Collection entries>
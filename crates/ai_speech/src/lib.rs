//! Text-to-Speech client for PersonaRelay
//!
//! Provides the [`TextToSpeech`] port and a fish-speech HTTP implementation.
//! Synthesized audio is written to a local output directory; the returned
//! file path is the opaque audio reference handed back to callers.
//!
//! # Example
//!
//! ```ignore
//! use ai_speech::{FishSpeechProvider, SpeechConfig, TextToSpeech};
//!
//! let provider = FishSpeechProvider::new(SpeechConfig::default())?;
//! let audio = provider.synthesize("你好").await?;
//! println!("audio at {}", audio.path.display());
//! ```

pub mod config;
pub mod error;
pub mod ports;
pub mod providers;
pub mod types;

pub use config::SpeechConfig;
pub use error::SpeechError;
pub use ports::TextToSpeech;
pub use providers::fish_speech::FishSpeechProvider;
pub use types::{AudioFormat, SynthesizedAudio};
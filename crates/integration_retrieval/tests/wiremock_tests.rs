//! Integration tests for the retrieval client using WireMock

use integration_retrieval::{RetrievalClient, RetrievalConfig, RetrievalError};
use wiremock::{
    Mock, MockServer, ResponseTemplate,
    matchers::{body_partial_json, method, path},
};

fn config_for_mock(base_url: &str) -> RetrievalConfig {
    RetrievalConfig {
        base_url: base_url.to_string(),
        timeout_secs: 5,
        top_k: 3,
    }
}

#[tokio::test]
async fn retrieve_returns_passages_in_order() {
    let mock_server = MockServer::start().await;

    Mock::given(method("POST"))
        .and(path("/retrieve"))
        .and(body_partial_json(serde_json::json!({
            "query": "活泼测试",
            "top_k": 3
        })))
        .respond_with(ResponseTemplate::new(200).set_body_json(serde_json::json!({
            "passages": [
                {"text": "事实A", "score": 0.91},
                {"text": "事实B", "score": 0.72}
            ]
        })))
        .expect(1)
        .mount(&mock_server)
        .await;

    let client = RetrievalClient::new(config_for_mock(&mock_server.uri())).unwrap();
    let passages = client.retrieve("活泼测试").await.unwrap();

    assert_eq!(passages.len(), 2);
    assert_eq!(passages[0].text, "事实A");
    assert_eq!(passages[1].text, "事实B");
    assert_eq!(passages[0].score, Some(0.91));
}

#[tokio::test]
async fn retrieve_empty_passages_is_not_an_error() {
    let mock_server = MockServer::start().await;

    Mock::given(method("POST"))
        .and(path("/retrieve"))
        .respond_with(
            ResponseTemplate::new(200)
                .set_body_json(serde_json::json!({"passages": []})),
        )
        .mount(&mock_server)
        .await;

    let client = RetrievalClient::new(config_for_mock(&mock_server.uri())).unwrap();
    let passages = client.retrieve("无匹配").await.unwrap();

    assert!(passages.is_empty());
}

#[tokio::test]
async fn retrieve_server_error_surfaces() {
    let mock_server = MockServer::start().await;

    Mock::given(method("POST"))
        .and(path("/retrieve"))
        .respond_with(ResponseTemplate::new(500).set_body_string("index offline"))
        .mount(&mock_server)
        .await;

    let client = RetrievalClient::new(config_for_mock(&mock_server.uri())).unwrap();
    let result = client.retrieve("任何").await;

    match result {
        Err(RetrievalError::ServerError(msg)) => {
            assert!(msg.contains("500"));
            assert!(msg.contains("index offline"));
        },
        other => panic!("Expected ServerError, got {other:?}"),
    }
}

#[tokio::test]
async fn retrieve_malformed_body_is_parse_error() {
    let mock_server = MockServer::start().await;

    Mock::given(method("POST"))
        .and(path("/retrieve"))
        .respond_with(ResponseTemplate::new(200).set_body_string("not json"))
        .mount(&mock_server)
        .await;

    let client = RetrievalClient::new(config_for_mock(&mock_server.uri())).unwrap();
    let result = client.retrieve("任何").await;

    assert!(matches!(result, Err(RetrievalError::ParseError(_))));
}

#[tokio::test]
async fn is_healthy_reflects_health_endpoint() {
    let mock_server = MockServer::start().await;

    Mock::given(method("GET"))
        .and(path("/health"))
        .respond_with(ResponseTemplate::new(200))
        .mount(&mock_server)
        .await;

    let client = RetrievalClient::new(config_for_mock(&mock_server.uri())).unwrap();
    assert!(client.is_healthy().await);
}

#[tokio::test]
async fn is_healthy_false_when_unreachable() {
    let config = RetrievalConfig {
        base_url: "http://127.0.0.1:1".to_string(),
        timeout_secs: 1,
        top_k: 3,
    };
    let client = RetrievalClient::new(config).unwrap();
    assert!(!client.is_healthy().await);
}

ACTIVITY>
An exact restatement of the data is required.

REPLY TO THE TASK>
filename crates/ai_speech/src/lib.rs
//! Text-to-Speech client for PersonaRelay
//!
//! Provides the [`TextToSpeech`] port and a fish-speech HTTP implementation.
//! Synthesized audio is written to a local output directory; the returned
//! file path is the opaque audio reference handed back to callers.
//!
//! # Example
//!
//! ```ignore
//! use ai_speech::{FishSpeechProvider, SpeechConfig, TextToSpeech};
//!
//! let provider = FishSpeechProvider::new(SpeechConfig::default())?;
//! let audio = provider.synthesize("你好").await?;
//! println!("audio at {}", audio.path.display());
//! ```

pub mod config;
pub mod error;
pub mod ports;
pub mod providers;
pub mod types;

pub use config::SpeechConfig;
pub use error::SpeechError;
pub use ports::TextToSpeech;
pub use providers::fish_speech::FishSpeechProvider;
pub use types::{AudioFormat, SynthesizedAudio};
filename crates/integration_retrieval/tests/wiremock_tests.rs
//! Integration tests for the retrieval client using WireMock

use integration_retrieval::{RetrievalClient, RetrievalConfig, RetrievalError};
use wiremock::{
    Mock, MockServer, ResponseTemplate,
    matchers::{body_partial_json, method, path},
};

fn config_for_mock(base_url: &str) -> RetrievalConfig {
    RetrievalConfig {
        base_url: base_url.to_string(),
        timeout_secs: 5,
        top_k: 3,
    }
}

#[tokio::test]
async fn retrieve_returns_passages_in_order() {
    let mock_server = MockServer::start().await;

    Mock::given(method("POST"))
        .and(path("/retrieve"))
        .and(body_partial_json(serde_json::json!({
            "query": "活泼测试",
            "top_k": 3
        })))
        .respond_with(ResponseTemplate::new(200).set_body_json(serde_json::json!({
            "passages": [
                {"text": "事实A", "score": 0.91},
                {"text": "事实B", "score": 0.72}
            ]
        })))
        .expect(1)
        .mount(&mock_server)
        .await;

    let client = RetrievalClient::new(config_for_mock(&mock_server.uri())).unwrap();
    let passages = client.retrieve("活泼测试").await.unwrap();

    assert_eq!(passages.len(), 2);
    assert_eq!(passages[0].text, "事实A");
    assert_eq!(passages[1].text, "事实B");
    assert_eq!(passages[0].score, Some(0.91));
}

#[tokio::test]
async fn retrieve_empty_passages_is_not_an_error() {
    let mock_server = MockServer::start().await;

    Mock::given(method("POST"))
        .and(path("/retrieve"))
        .respond_with(
            ResponseTemplate::new(200)
                .set_body_json(serde_json::json!({"passages": []})),
        )
        .mount(&mock_server)
        .await;

    let client = RetrievalClient::new(config_for_mock(&mock_server.uri())).unwrap();
    let passages = client.retrieve("无匹配").await.unwrap();

    assert!(passages.is_empty());
}

#[tokio::test]
async fn retrieve_server_error_surfaces() {
    let mock_server = MockServer::start().await;

    Mock::given(method("POST"))
        .and(path("/retrieve"))
        .respond_with(ResponseTemplate::new(500).set_body_string("index offline"))
        .mount(&mock_server)
        .await;

    let client = RetrievalClient::new(config_for_mock(&mock_server.uri())).unwrap();
    let result = client.retrieve("任何").await;

    match result {
        Err(RetrievalError::ServerError(msg)) => {
            assert!(msg.contains("500"));
            assert!(msg.contains("index offline"));
        },
        other => panic!("Expected ServerError, got {other:?}"),
    }
}

#[tokio::test]
async fn retrieve_malformed_body_is_parse_error() {
    let mock_server = MockServer::start().await;

    Mock::given(method("POST"))
        .and(path("/retrieve"))
        .respond_with(ResponseTemplate::new(200).set_body_string("not json"))
        .mount(&mock_server)
        .await;

    let client = RetrievalClient::new(config_for_mock(&mock_server.uri())).unwrap();
    let result = client.retrieve("任何").await;

    assert!(matches!(result, Err(RetrievalError::ParseError(_))));
}

#[tokio::test]
async fn is_healthy_reflects_health_endpoint() {
    let mock_server = MockServer::start().await;

    Mock::given(method("GET"))
        .and(path("/health"))
        .respond_with(ResponseTemplate::new(200))
        .mount(&mock_server)
        .await;

    let client = RetrievalClient::new(config_for_mock(&mock_server.uri())).unwrap();
    assert!(client.is_healthy().await);
}

#[tokio::test]
async fn is_healthy_false_when_unreachable() {
    let config = RetrievalConfig {
        base_url: "http://127.0.0.1:1".to_string(),
        timeout_secs: 1,
        top_k: 3,
    };
    let client = RetrievalClient::new(config).unwrap();
    assert!(!client.is_healthy().await);
}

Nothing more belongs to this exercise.